From the listing below, reproduce word for word the part that opens with the line containing "file is missing." and closes with the line containing "pub fn missing_config_message(config_path: &Path)"; reproduce nothing else.

>>>

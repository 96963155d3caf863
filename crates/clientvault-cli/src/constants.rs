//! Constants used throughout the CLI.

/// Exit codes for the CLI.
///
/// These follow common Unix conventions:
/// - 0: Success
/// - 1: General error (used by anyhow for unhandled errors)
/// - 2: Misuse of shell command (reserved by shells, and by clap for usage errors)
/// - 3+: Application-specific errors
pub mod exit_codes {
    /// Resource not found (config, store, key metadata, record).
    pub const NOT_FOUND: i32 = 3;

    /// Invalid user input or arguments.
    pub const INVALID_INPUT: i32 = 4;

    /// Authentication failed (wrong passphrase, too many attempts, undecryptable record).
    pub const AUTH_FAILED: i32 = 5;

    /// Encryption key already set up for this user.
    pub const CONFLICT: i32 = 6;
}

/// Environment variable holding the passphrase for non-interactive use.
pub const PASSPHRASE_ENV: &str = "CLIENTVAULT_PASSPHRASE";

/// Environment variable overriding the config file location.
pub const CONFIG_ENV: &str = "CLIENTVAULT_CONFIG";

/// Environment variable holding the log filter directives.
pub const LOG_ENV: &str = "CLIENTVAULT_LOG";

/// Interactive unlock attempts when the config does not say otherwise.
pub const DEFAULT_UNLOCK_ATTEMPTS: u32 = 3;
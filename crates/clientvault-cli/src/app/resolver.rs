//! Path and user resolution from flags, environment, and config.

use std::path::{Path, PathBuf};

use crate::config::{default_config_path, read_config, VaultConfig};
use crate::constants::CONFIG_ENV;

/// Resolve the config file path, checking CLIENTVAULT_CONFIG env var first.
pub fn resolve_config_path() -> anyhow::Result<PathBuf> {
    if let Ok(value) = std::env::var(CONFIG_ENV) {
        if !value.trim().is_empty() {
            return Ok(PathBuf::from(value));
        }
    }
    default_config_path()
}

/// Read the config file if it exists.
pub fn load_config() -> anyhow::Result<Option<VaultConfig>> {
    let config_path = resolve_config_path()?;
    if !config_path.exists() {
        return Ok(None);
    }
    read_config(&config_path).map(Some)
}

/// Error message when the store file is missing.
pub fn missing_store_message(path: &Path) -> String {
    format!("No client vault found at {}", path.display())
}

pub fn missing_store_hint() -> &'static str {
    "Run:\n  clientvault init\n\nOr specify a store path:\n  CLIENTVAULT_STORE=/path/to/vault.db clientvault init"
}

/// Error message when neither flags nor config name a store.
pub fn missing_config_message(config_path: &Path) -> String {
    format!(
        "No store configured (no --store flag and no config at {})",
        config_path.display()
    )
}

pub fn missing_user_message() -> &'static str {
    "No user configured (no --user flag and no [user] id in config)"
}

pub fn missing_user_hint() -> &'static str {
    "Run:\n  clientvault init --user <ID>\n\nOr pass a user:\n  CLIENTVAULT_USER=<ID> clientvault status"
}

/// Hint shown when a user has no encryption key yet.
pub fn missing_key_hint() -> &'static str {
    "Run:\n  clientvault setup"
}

<<<
>>>

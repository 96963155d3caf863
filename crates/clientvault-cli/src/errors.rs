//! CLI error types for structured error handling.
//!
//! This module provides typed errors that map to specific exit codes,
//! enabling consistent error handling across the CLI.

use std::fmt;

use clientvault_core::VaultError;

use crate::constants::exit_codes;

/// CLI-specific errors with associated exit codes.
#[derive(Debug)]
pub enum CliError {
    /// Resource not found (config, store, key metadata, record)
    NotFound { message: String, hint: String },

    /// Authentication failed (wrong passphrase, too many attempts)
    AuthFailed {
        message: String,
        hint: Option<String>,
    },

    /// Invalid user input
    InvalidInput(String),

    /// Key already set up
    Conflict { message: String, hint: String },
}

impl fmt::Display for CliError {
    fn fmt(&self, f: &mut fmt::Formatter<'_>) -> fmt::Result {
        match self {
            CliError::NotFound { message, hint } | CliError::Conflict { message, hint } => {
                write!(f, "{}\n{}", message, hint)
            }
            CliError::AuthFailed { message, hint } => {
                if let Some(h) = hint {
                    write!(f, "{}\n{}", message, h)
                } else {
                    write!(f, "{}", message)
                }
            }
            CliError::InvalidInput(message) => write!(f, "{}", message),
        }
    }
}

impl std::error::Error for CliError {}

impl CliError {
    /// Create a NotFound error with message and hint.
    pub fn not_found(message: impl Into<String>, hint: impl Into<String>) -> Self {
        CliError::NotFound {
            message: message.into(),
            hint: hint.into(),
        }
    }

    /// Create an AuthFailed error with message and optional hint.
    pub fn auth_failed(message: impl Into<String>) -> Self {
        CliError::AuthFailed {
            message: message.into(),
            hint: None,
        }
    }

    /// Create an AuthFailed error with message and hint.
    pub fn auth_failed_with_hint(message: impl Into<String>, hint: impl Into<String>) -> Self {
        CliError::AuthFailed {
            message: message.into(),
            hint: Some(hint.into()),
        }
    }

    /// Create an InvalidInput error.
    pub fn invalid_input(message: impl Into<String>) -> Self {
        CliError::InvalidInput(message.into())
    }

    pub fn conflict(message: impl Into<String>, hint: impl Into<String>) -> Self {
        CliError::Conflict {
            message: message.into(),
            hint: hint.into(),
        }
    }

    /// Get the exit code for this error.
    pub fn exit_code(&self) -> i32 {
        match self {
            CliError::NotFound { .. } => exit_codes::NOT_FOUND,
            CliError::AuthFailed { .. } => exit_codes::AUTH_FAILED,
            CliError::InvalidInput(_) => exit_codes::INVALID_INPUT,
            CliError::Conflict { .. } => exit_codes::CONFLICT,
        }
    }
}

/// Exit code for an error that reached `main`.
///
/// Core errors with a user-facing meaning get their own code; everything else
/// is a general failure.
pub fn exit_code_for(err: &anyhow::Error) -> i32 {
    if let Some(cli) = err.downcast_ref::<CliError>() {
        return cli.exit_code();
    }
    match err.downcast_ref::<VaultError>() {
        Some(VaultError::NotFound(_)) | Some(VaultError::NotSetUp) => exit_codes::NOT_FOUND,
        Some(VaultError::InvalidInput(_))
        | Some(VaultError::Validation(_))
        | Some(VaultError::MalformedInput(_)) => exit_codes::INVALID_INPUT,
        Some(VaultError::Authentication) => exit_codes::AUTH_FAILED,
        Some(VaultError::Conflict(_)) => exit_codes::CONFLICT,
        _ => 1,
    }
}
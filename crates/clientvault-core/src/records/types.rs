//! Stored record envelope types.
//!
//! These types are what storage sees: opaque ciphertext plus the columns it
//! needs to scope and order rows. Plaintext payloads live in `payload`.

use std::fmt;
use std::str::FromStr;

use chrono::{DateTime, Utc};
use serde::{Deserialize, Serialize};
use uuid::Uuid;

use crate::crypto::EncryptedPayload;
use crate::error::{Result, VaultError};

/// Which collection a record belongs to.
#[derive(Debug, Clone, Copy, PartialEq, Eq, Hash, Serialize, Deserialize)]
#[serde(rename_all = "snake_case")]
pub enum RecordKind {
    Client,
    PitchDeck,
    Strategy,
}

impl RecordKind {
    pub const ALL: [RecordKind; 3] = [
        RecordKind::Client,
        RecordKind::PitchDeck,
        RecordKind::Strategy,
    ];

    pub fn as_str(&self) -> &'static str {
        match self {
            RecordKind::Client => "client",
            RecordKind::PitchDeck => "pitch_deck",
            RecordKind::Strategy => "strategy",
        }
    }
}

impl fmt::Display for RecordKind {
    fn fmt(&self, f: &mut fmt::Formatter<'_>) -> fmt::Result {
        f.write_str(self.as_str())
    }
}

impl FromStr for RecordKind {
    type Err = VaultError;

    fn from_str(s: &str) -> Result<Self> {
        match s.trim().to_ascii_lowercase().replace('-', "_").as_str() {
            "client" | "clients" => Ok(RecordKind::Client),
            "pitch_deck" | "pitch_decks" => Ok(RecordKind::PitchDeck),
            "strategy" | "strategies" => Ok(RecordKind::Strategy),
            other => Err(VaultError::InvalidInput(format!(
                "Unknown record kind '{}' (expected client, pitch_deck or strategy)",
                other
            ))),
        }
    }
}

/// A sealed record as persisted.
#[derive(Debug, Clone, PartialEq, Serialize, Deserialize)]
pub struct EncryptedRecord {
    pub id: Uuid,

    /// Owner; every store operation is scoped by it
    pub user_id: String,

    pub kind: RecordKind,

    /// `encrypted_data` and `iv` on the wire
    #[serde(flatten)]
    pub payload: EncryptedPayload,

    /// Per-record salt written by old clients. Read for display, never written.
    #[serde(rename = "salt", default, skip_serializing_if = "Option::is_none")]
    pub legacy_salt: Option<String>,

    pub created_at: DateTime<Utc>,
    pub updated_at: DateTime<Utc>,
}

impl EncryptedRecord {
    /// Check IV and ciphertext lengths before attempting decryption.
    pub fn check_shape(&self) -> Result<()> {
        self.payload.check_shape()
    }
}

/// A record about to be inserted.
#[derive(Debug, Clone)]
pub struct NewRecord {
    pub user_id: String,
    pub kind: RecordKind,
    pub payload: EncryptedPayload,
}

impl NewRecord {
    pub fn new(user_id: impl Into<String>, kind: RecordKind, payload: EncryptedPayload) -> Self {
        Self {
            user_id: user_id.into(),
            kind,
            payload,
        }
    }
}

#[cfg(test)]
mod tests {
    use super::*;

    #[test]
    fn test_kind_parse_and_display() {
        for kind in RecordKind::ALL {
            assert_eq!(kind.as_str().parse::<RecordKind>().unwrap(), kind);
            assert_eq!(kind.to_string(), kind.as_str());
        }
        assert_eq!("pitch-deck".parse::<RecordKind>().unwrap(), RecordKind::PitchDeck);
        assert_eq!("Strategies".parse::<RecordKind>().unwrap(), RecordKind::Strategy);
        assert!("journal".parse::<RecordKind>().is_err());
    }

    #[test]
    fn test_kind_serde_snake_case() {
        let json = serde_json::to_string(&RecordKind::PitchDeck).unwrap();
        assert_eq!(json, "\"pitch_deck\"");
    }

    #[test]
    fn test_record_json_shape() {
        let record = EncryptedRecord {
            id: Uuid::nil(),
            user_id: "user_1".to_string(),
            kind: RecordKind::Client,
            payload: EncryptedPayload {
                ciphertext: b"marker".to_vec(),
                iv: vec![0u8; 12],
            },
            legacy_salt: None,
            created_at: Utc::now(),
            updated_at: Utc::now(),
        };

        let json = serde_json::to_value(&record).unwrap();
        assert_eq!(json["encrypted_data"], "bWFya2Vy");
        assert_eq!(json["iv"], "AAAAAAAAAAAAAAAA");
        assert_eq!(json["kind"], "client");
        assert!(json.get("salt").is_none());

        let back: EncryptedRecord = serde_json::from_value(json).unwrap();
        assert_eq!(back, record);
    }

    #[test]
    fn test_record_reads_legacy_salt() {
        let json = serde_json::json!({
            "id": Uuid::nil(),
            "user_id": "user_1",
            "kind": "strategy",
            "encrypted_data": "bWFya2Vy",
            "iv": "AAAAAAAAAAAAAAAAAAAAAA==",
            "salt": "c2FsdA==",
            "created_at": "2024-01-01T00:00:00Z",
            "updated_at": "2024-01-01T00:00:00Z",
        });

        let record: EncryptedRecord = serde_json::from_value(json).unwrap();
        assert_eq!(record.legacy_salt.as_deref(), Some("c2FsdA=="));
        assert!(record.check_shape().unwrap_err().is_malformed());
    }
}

<<<

§ Result for this exercise
/// Error message when the store file is missing.
pub fn missing_store_message(path: &Path) -> String {
    format!("No client vault found at {}", path.display())
}

pub fn missing_store_hint() -> &'static str {
    "Run:\n  clientvault init\n\nOr specify a store path:\n  CLIENTVAULT_STORE=/path/to/vault.db clientvault init"
}

/// Error message when neither flags nor config name a store.
pub fn missing_config_message(config_path: &Path) -> String {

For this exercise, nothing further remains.